Issues of appropriateness of attiring, particularly outside the confines of one’s home as well as different circumstances have been pursued in various circles lately with an alert media taking note of the voices aired in public domain and reporting without taking sides. Lot of water has flowed under the bridge since the school managements got themselves engaged with the not-so-head-going topic of uniform for the school-bound teens and sub-teens in different regions of the land, including Mysuru. The top brass in the incumbent Karnataka government too dabbled for a while with the matter as applicable to government-managed schools leaving the scene unchanged after prescribing salwar-kameez replacing the time-honoured skirt and top. Mercifully, the loose-shunted public rabble-rousing in the cause of appearance in appropriate attire in colleges, Universities, offices, places of worship, clubs and so on didn’t reach the stage of promulgating dress code in the form of an Act along with rules and regulations. For now, changing fashions seem to be ruling the world of attire in the land as elsewhere in the world.

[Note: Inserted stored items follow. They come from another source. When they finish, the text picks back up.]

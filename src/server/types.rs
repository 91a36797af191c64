//! Server types for the HTTP API
//!
//! Request/response bodies and the SSE events streamed to the page.

use serde::{Deserialize, Serialize};

use crate::session::Message;

/// Events sent to the page via SSE
#[derive(Debug, Clone, Serialize)]
#[serde(tag = "type")]
pub enum ChatEvent {
    /// Start of a new assistant message
    #[serde(rename = "message_start")]
    MessageStart { message_id: String },

    /// Streaming text from the assistant
    #[serde(rename = "text_delta")]
    TextDelta { delta: String },

    /// Generation failed; the fixed error text was recorded as the reply
    #[serde(rename = "error")]
    Error { message: String },

    /// Stream complete
    #[serde(rename = "done")]
    Done,
}

/// Role submission from the page
#[derive(Debug, Deserialize)]
pub struct RoleRequest {
    pub role: String,
}

/// Active role after a successful submit
#[derive(Debug, Serialize)]
pub struct RoleResponse {
    pub role: String,
}

/// Chat message submission from the page
#[derive(Debug, Deserialize)]
pub struct ChatRequest {
    pub message: String,
}

/// Read-only snapshot of the session for rendering
#[derive(Debug, Serialize)]
pub struct SessionSnapshot {
    pub role: String,
    pub messages: Vec<Message>,
}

Appearing in public wearing skimpy clothes, revealing one’s anatomy crossing the limits of acceptable norms in specific sections of society seems to be catching up with the urban youth, thanks to the lead given by the players of the land’s cinema, particularly the heroines amidst the side-stars, an euphemism for extras.
Terms emerged on the heels of changing designs covering hairdo, beard, moustache, footwear, jewellery and attires of both sexes, not to forget the mercurial agents of change —the land’s youth. Designs that appeared over time, some enduring and the rest making their exit owe it to the non-conformists in society but for whom life would be dull and morose. Sadhana-cut, handle bar mush, goatee-beard, Elvis Presley hair-style, Yul Brynner-type shaven pate, pencil-pointed shoes, drainpipe trousers, bell-bottom pants and a host of other designs of the bygone days flash across one’s mind. Unarguably, jeans and T-Shirt have stumped the variety factor that was the hallmark of fashion of a not-too-distant past.
While appearing in whatever design of attire one chooses and the extent to which it mirrors one’s attitude to fellow-citizens and circumstances provides a rich and boundless field for researchers, a just-published report based on a survey by the Centre for the Study of Developing Societies has mainly inferred that a) Indian youth are becoming more modern in their appearance as well as food habits and b) their thoughts and views reflect a troubling inclination towards intolerance and conservatism. Who is influencing whom —youth or fashionistas— only time can tell.